Together, these concepts make up the CIA (Confidentiality, Integrity, Availability) triad and in large part, are the primary items that you will focus on when securing a system as part of standard deployment, maintenance, or assessment.
It is also important to note that in some cases, you may be far more concerned with one aspect of the CIA triad than others. For instance, if you have a personal journal that contains your most secret thoughts, the confidentiality of the journal may be far more important to you than the integrity or the availability. In other words, you may not be as concerned about whether someone can write to the journal (as opposed to reading it) or whether or not the journal is always accessible. On the other hand, if you are securing a system that tracks medical prescriptions, the integrity of the data will be most critical.
When you are securing a system and an issue is discovered, you will have to consider which of these three concepts, or which combination of them, the issue falls into. This helps you understand the problem in a more comprehensive manner and allows you to categorize the issues and respond accordingly. It is possible to identify vulnerabilities that impact a single, or multiple items from the CIA triad. To use a web application with a SQL injection vulnerability as an example:
- Confidentiality: a SQL injection vulnerability that allows an attacker to extract the full contents of the web application, allowing them to have full access to read all the data, but no ability to change the information or disable access to the database.
- Integrity: a SQL injection vulnerability that allows an attacker to change the existing information in the database. The attacker can’t read the data or prevent others from accessing the database.
- Availability: a SQL injection vulnerability that initiates a long-running query, consuming a large amount of resources on the server. This query, when initiated multiple times, leads to a denial of service (DOS) situation. The attacker has no ability to access or change data but can prevent legitimate users from accessing the web application.
- Multiple: a SQL injection vulnerability leads to full interactive shell access to the host operating system running the web application. With this access, the attacker can breach the confidentiality of the system by accessing data as they please, compromise the integrity of the system by altering data, and if they so choose, destroy the web application, leading to a compromise of the availability of the system.
The concepts behind the CIA triad are not overly complicated, and realistically are items that you are working with intuitively, even if you don’t recognize it. However, it is important to mindfully interact with the concept as it can help you recognize where to direct your efforts. This conceptual foundation will assist you with the identification of the critical components of your systems and the amount of effort and resources worth investing in correcting identified problems.
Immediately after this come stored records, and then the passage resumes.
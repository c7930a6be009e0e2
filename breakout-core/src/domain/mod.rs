//! Domain types for the breakout analyzer

pub mod observation;
pub mod series;

pub use observation::{Breakout, BreakoutRecord, EnrichedObservation, Observation};
pub use series::{Series, SeriesError};
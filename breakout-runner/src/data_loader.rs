//! Series loading for the runner.
//!
//! Providers are tried in the order given; the first one that is available
//! and returns data wins. If every provider fails:
//! - with `synthetic` enabled → generate a deterministic synthetic series (tagged)
//! - otherwise → fail with every provider's reason
//!
//! Synthetic data is a developer-only mode; reports built on it say so.

use breakout_core::data::{DataError, DataProvider, DataSource, SyntheticProvider};
use breakout_core::Series;
use chrono::NaiveDate;
use thiserror::Error;
use tracing::{info, warn};

#[derive(Debug, Error)]
pub enum LoadError {
    #[error("no data provider configured for '{symbol}' (use --synthetic for synthetic data)")]
    NoProvider { symbol: String },

    #[error("could not load '{symbol}': {}", format_failures(.failures))]
    AllProvidersFailed {
        symbol: String,
        failures: Vec<(String, DataError)>,
    },

    #[error("data error: {0}")]
    Data(#[from] DataError),
}

fn format_failures(failures: &[(String, DataError)]) -> String {
    failures
        .iter()
        .map(|(name, err)| format!("{name}: {err}"))
        .collect::<Vec<_>>()
        .join("; ")
}

/// Options controlling how a series is loaded.
#[derive(Debug, Clone)]
pub struct LoadOptions {
    /// First date to include.
    pub start: NaiveDate,
    /// Last date to include.
    pub end: NaiveDate,
    /// Fall back to synthetic data when no provider succeeds.
    pub synthetic: bool,
}

/// A loaded series with its provenance.
#[derive(Debug, Clone)]
pub struct LoadedSeries {
    pub symbol: String,
    pub series: Series,
    pub source: DataSource,
    /// BLAKE3 over the observations, for reproducibility.
    pub dataset_hash: String,
}

impl LoadedSeries {
    pub fn is_synthetic(&self) -> bool {
        self.source == DataSource::Synthetic
    }
}

/// Load a series for `symbol`, falling back across `providers`.
pub fn load_series(
    symbol: &str,
    providers: &[&dyn DataProvider],
    opts: &LoadOptions,
) -> Result<LoadedSeries, LoadError> {
    let mut failures = Vec::new();

    for provider in providers {
        if !provider.is_available() {
            let reason = provider.unavailable_reason();
            warn!(symbol, provider = provider.name(), error = %reason, "provider unavailable, skipping");
            failures.push((provider.name().to_string(), reason));
            continue;
        }
        match provider.fetch(symbol, opts.start, opts.end) {
            Ok(fetched) => {
                info!(
                    symbol,
                    provider = provider.name(),
                    observations = fetched.series.len(),
                    "series loaded"
                );
                return Ok(loaded(symbol, fetched.series, fetched.source));
            }
            Err(e) => {
                warn!(symbol, provider = provider.name(), error = %e, "provider failed");
                failures.push((provider.name().to_string(), e));
            }
        }
    }

    if opts.synthetic {
        let fetched = SyntheticProvider.fetch(symbol, opts.start, opts.end)?;
        return Ok(loaded(symbol, fetched.series, fetched.source));
    }

    if providers.is_empty() {
        return Err(LoadError::NoProvider {
            symbol: symbol.to_string(),
        });
    }

    Err(LoadError::AllProvidersFailed {
        symbol: symbol.to_string(),
        failures,
    })
}

fn loaded(symbol: &str, series: Series, source: DataSource) -> LoadedSeries {
    let dataset_hash = compute_dataset_hash(symbol, &series);
    LoadedSeries {
        symbol: symbol.to_string(),
        series,
        source,
        dataset_hash,
    }
}

/// Deterministic BLAKE3 hash over the symbol and every observation.
pub fn compute_dataset_hash(symbol: &str, series: &Series) -> String {
    let mut hasher = blake3::Hasher::new();
    hasher.update(symbol.as_bytes());
    for obs in series.observations() {
        hasher.update(obs.date.to_string().as_bytes());
        hasher.update(&obs.close.to_le_bytes());
        hasher.update(&obs.volume.to_le_bytes());
    }
    hasher.finalize().to_hex().to_string()
}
Another concept that we will address in detail is risk, and how it is made up of threats and vulnerabilities. These concepts are not too complex, but they are easy to get wrong. We will cover these concepts in detail later on, but at a high level, it is best to think of risk as what you are trying to prevent from happening, threat as who would do it to you, and vulnerability as what allows them to do it. Controls can be put in place to address the threat or vulnerability, with the goal of mitigating the risk.